After she finished, throwing black-dyed roses into the crowd, she stepped off stage and got a hug from Arturo Hernández, a gray-haired man in a Santa Clara Law sweatshirt.
Hernández, an attorney who has represented many cartel members, met Colón during the Guzmán trial when she asked him for information on Sinaloa. He saw in her parallels with his own career and took her under his wing. In the 1980s, he was a young attorney just starting out when he represented serial killer Richard Ramirez, known as the Night Stalker.
Hernández had advised her on how to handle the media. He supported her, too, when she told him she wanted to be a singer. His advice, both times, was the same.
“Have fun,” he said. “Enjoy the ride.”
She is enjoying it. Although the demands of the music industry, which requires artists to also be influencers, can be a lot.

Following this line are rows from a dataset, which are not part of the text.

#[tokio::test]
async fn validation_happens_before_any_call() {
    let gateway = FakeGateway::json(envelope(vec![]));
    let client = gateway.start(TIMEOUT).await;

    let err = client.search(&[]).await.unwrap_err();
    assert!(matches!(err, SearchError::Validation(_)));
    let err = client
        .search(&[SearchRequest::products("python", 0)])
        .await
        .unwrap_err();
    assert!(matches!(err, SearchError::Validation(_)));
    assert_eq!(gateway.hits(), 0);
}

#[tokio::test]
async fn malformed_result_does_not_drop_its_neighbour() {
    let mut broken = result(vec![], None, SUGGESTIONS_INDEX);
    broken.as_object_mut().unwrap().remove("elements");
    let gateway = FakeGateway::json(envelope(vec![
        result(vec![product_hit("abc", "Python for Everybody")], Some("10"), PRODUCTS_INDEX),
        broken,
    ]));
    let client = gateway.start(TIMEOUT).await;

    let outcomes = client
        .search(&[
            SearchRequest::products("python", 10),
            SearchRequest::suggestions("python", 7),
        ])
        .await
        .unwrap();

    assert_eq!(outcomes.len(), 2);
    let products: Vec<_> = outcomes[0].as_ref().unwrap().products().collect();
    assert_eq!(products.len(), 1);
    assert_eq!(products[0].id, "abc");
    assert_eq!(outcomes[1].as_ref().unwrap_err().index, 1);
}

#[tokio::test]
async fn next_page_sends_returned_cursor_verbatim() {
    let gateway = FakeGateway::new(|call, _| {
        let cursor = if call == 0 { Some("10") } else { None };
        (
            axum::http::StatusCode::OK,
            envelope(vec![result(
                vec![product_hit(&format!("p{call}"), "Python")],
                cursor,
                PRODUCTS_INDEX,
            )])
            .to_string(),
        )
    });
    let client = gateway.start(TIMEOUT).await;

    let first = SearchRequest::products("python", 10);
    let outcomes = client.search(std::slice::from_ref(&first)).await.unwrap();
    let page = outcomes[0].as_ref().unwrap();
    assert_eq!(page.pagination.cursor.as_deref(), Some("10"));
    assert!(page.has_more());

    let second = page.next_request(&first).unwrap();
    client.search(&[second]).await.unwrap();

    assert_eq!(gateway.sent_cursor(0), json!("0"));
    assert_eq!(gateway.sent_cursor(1), json!("10"));
}

#[tokio::test]
async fn paginator_stops_when_cursor_is_echoed() {
    // Answers every page with the same cursor, as the gateway does when it
    // starts returning empty pages.
    let gateway = FakeGateway::new(|_, _| {
        (
            axum::http::StatusCode::OK,
            envelope(vec![result(vec![], Some("10"), PRODUCTS_INDEX)]).to_string(),
        )
    });
    let client = gateway.start(TIMEOUT).await;

    let pages = Paginator::new(&client, SearchRequest::products("python", 10), 50)
        .unwrap()
        .collect_all()
        .await
        .unwrap();

    assert_eq!(pages.len(), 2);
    assert!(!pages[1].has_more());
    assert_eq!(gateway.hits(), 2);
}

#[tokio::test]
async fn paginator_respects_page_cap() {
    let gateway = FakeGateway::new(|call, _| {
        let next = ((call + 1) * 10).to_string();
        (
            axum::http::StatusCode::OK,
            envelope(vec![result(
                vec![product_hit(&format!("p{call}"), "Python")],
                Some(next.as_str()),
                PRODUCTS_INDEX,
            )])
            .to_string(),
        )
    });
    let client = gateway.start(TIMEOUT).await;

    let mut paginator = Paginator::new(&client, SearchRequest::products("python", 10), 3).unwrap();
    let mut ids = Vec::new();
    while let Some(page) = paginator.next_page().await.unwrap() {
        ids.extend(page.products().map(|p| p.id.clone()));
    }

    assert_eq!(ids, vec!["p0", "p1", "p2"]);
    assert_eq!(paginator.pages_fetched(), 3);
    assert_eq!(gateway.hits(), 3);
    assert_eq!(gateway.sent_cursor(0), json!("0"));
    assert_eq!(gateway.sent_cursor(1), json!("10"));
    assert_eq!(gateway.sent_cursor(2), json!("20"));
}

#[tokio::test]
async fn paginator_surfaces_decode_failure() {
    let gateway = FakeGateway::json(envelope(vec![json!({"facets": []})]));
    let client = gateway.start(TIMEOUT).await;

    let mut paginator = Paginator::new(&client, SearchRequest::products("python", 10), 5).unwrap();
    let err = paginator.next_page().await.unwrap_err();
    assert!(matches!(err, SearchError::Decode(ref d) if d.index == 0), "{err:?}");
}

#[tokio::test]
async fn paginator_retries_same_cursor_after_failure() {
    let gateway = FakeGateway::new(|call, _| match call {
        0 => (
            axum::http::StatusCode::SERVICE_UNAVAILABLE,
            "upstream overloaded".to_string(),
        ),
        _ => (
            axum::http::StatusCode::OK,
            envelope(vec![result(
                vec![product_hit("abc", "Python for Everybody")],
                None,
                PRODUCTS_INDEX,
            )])
            .to_string(),
        ),
    });
    let client = gateway.start(TIMEOUT).await;

    let mut paginator = Paginator::new(&client, SearchRequest::products("python", 10), 5).unwrap();
    let err = paginator.next_page().await.unwrap_err();
    assert!(matches!(err, SearchError::Transport { status: Some(503), .. }), "{err:?}");
    assert_eq!(paginator.pages_fetched(), 0);

    let page = paginator
        .next_page()
        .await
        .unwrap()
        .expect("retry should fetch the page, not end pagination");
    assert_eq!(page.products().next().unwrap().id, "abc");
    assert_eq!(gateway.hits(), 2);
    assert_eq!(gateway.sent_cursor(0), json!("0"));
    assert_eq!(gateway.sent_cursor(1), json!("0"));

    assert!(paginator.next_page().await.unwrap().is_none());
}

#[tokio::test]
async fn suggestions_ride_along_with_first_page_only() {
    let gateway = FakeGateway::new(|call, body| {
        let sent = body[0]["variables"]["requests"].as_array().map_or(0, Vec::len);
        let next = ((call + 1) * 10).to_string();
        let mut results = vec![result(
            vec![product_hit(&format!("p{call}"), "Python")],
            Some(next.as_str()),
            PRODUCTS_INDEX,
        )];
        if sent > 1 {
            results.push(result(
                vec![json!({"__typename": "Search_SuggestionHit", "id": "s1", "name": "python"})],
                None,
                SUGGESTIONS_INDEX,
            ));
        }
        (axum::http::StatusCode::OK, envelope(results).to_string())
    });
    let client = gateway.start(TIMEOUT).await;

    let requests = [
        SearchRequest::products("python", 10),
        SearchRequest::suggestions("python", 7),
    ];
    let outcomes = search_pages(&client, &requests, 3).await.unwrap();

    let kinds: Vec<EntityType> = outcomes
        .iter()
        .map(|o| o.as_ref().unwrap().entity_type)
        .collect();
    assert_eq!(
        kinds,
        vec![
            EntityType::Products,
            EntityType::Products,
            EntityType::Products,
            EntityType::Suggestions
        ]
    );
    let ids: Vec<String> = outcomes[..3]
        .iter()
        .flat_map(|o| o.as_ref().unwrap().products().map(|p| p.id.clone()))
        .collect();
    assert_eq!(ids, vec!["p0", "p1", "p2"]);

    assert_eq!(gateway.hits(), 3);
    assert_eq!(gateway.body(0)[0]["variables"]["requests"].as_array().unwrap().len(), 2);
    assert_eq!(gateway.body(1)[0]["variables"]["requests"].as_array().unwrap().len(), 1);
    assert_eq!(gateway.sent_cursor(1), json!("10"));
    assert_eq!(gateway.sent_cursor(2), json!("20"));
}

#[tokio::test]
async fn single_page_search_makes_one_call() {
    let gateway = FakeGateway::json(envelope(vec![result(
        vec![product_hit("abc", "Python for Everybody")],
        Some("10"),
        PRODUCTS_INDEX,
    )]));
    let client = gateway.start(TIMEOUT).await;

    let outcomes = search_pages(&client, &[SearchRequest::products("python", 10)], 1)
        .await
        .unwrap();
    assert_eq!(outcomes.len(), 1);
    assert_eq!(gateway.hits(), 1);
}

Some people have asked what will happen to her legal career if her music takes off. If that happens, she knows she might have to reduce her caseload.
But she said she’ll forever be loyal to El Chapo.
“I have a responsibility to make sure that he has the best quality of life, whether it be inside or outside and especially if it’s inside,” she said. She feels the same way about Coronel, whom she is advising on several potential business ventures.
“They gave me my first opportunity,” she said. “I’d cancel concerts for them.”
As the sun sank over California farm country, the young crowd outside kept dancing and drinking, and Colón and her team prepared to head out. She had some recording in San Francisco to do. Some cases to work on. And a few days later, a trip to Colorado to make.